> _Work task_: Write out each line of the entries exactly, starting at the first and finishing with the line that contains "do not render.".

Excerpts from a dataset
-- Opening Marker --

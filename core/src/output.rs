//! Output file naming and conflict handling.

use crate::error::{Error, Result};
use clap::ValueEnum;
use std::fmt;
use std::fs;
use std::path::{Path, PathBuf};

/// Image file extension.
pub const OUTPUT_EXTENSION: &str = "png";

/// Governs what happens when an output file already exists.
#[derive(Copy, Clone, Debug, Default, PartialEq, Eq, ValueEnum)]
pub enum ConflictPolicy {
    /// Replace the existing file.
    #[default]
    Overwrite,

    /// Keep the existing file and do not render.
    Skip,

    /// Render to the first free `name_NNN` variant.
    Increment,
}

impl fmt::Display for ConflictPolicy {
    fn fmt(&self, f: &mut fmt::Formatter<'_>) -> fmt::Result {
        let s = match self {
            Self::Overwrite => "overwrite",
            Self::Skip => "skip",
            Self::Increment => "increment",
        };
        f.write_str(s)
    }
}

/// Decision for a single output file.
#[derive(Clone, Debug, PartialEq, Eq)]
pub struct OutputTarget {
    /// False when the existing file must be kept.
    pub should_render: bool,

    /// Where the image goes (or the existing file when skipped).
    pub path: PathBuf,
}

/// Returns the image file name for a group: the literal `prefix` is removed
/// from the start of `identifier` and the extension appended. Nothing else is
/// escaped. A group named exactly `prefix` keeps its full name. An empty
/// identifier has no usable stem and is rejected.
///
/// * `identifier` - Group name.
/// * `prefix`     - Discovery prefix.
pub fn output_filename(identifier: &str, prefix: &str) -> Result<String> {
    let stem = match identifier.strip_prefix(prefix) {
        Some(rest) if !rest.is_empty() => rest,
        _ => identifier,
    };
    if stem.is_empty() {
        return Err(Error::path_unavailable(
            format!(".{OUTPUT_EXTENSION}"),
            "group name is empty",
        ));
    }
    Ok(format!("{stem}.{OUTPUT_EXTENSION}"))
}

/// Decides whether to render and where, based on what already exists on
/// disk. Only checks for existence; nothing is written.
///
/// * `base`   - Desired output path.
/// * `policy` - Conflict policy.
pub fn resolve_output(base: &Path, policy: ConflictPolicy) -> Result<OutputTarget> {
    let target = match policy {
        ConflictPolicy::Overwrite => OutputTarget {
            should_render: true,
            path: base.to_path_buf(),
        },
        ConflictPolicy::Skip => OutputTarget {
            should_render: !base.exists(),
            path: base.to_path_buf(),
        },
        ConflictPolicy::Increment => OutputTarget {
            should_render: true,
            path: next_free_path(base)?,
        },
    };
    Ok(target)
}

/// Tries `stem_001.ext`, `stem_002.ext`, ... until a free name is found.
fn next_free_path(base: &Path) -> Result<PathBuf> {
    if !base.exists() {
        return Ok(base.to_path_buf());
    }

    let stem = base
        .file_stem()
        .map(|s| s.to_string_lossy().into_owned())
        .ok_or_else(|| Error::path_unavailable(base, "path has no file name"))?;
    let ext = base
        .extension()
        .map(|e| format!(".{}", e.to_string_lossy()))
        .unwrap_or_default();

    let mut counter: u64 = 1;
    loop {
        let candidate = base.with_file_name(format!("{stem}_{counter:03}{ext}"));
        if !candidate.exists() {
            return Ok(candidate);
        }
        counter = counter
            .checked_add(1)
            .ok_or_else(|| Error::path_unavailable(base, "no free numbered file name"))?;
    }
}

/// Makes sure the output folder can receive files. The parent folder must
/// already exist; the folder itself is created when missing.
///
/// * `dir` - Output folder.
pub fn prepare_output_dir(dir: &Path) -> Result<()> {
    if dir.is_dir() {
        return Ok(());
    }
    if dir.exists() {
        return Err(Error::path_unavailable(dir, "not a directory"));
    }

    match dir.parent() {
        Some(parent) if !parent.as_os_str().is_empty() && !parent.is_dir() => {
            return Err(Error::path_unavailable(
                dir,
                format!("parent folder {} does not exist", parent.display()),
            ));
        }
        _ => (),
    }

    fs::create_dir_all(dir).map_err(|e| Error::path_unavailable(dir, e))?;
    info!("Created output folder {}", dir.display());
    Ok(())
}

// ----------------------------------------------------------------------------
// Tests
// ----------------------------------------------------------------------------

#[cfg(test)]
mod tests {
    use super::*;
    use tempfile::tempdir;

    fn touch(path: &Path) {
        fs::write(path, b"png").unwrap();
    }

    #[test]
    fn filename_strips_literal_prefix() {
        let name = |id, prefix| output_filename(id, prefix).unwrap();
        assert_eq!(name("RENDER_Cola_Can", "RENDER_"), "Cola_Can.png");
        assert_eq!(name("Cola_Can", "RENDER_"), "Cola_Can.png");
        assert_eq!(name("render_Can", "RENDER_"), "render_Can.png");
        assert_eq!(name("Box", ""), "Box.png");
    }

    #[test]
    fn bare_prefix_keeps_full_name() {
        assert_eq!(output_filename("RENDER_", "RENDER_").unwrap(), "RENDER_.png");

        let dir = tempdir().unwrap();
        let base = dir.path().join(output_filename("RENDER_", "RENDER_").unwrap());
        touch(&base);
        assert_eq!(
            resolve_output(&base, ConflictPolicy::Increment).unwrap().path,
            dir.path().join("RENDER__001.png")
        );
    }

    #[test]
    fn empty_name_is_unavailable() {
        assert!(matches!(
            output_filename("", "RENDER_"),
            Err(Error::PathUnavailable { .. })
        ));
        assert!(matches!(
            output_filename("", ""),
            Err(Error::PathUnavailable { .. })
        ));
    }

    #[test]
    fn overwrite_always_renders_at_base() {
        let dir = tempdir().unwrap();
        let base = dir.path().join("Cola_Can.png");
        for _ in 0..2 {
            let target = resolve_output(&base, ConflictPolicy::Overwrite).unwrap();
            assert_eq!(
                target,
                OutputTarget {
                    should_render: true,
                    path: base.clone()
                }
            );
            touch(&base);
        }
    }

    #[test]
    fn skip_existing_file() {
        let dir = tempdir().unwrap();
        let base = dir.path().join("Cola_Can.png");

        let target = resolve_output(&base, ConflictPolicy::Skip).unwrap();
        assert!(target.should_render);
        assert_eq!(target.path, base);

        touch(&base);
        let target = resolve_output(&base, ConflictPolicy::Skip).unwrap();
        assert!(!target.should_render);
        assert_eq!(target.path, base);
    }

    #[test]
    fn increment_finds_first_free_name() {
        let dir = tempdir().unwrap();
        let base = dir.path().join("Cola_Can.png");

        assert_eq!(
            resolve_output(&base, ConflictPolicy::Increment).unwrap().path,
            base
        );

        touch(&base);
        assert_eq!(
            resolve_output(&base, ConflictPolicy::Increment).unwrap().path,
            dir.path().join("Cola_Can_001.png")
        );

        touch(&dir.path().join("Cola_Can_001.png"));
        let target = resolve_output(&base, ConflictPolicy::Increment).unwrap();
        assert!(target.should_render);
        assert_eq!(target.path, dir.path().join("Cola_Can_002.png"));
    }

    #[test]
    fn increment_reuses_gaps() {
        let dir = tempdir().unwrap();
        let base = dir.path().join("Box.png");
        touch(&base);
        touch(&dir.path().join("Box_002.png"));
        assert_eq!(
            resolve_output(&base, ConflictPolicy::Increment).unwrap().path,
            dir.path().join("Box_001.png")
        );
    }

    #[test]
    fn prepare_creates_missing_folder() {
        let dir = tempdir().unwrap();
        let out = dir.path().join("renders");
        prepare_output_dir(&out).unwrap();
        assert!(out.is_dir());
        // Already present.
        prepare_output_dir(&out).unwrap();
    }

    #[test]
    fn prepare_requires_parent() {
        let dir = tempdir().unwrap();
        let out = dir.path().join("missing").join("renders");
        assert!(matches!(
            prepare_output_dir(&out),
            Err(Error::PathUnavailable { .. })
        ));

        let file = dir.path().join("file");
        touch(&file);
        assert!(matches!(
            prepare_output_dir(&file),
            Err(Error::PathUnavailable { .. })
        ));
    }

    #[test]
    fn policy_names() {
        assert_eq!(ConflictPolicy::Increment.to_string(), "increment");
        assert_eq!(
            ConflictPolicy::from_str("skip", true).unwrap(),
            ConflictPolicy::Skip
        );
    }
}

-- Closing Marker --

> _Solved problem_:
filename core/src/output.rs
//! Output file naming and conflict handling.

use crate::error::{Error, Result};
use clap::ValueEnum;
use std::fmt;
use std::fs;
use std::path::{Path, PathBuf};

/// Image file extension.
pub const OUTPUT_EXTENSION: &str = "png";

/// Governs what happens when an output file already exists.
#[derive(Copy, Clone, Debug, Default, PartialEq, Eq, ValueEnum)]
pub enum ConflictPolicy {
    /// Replace the existing file.
    #[default]
    Overwrite,

    /// Keep the existing file and do not render.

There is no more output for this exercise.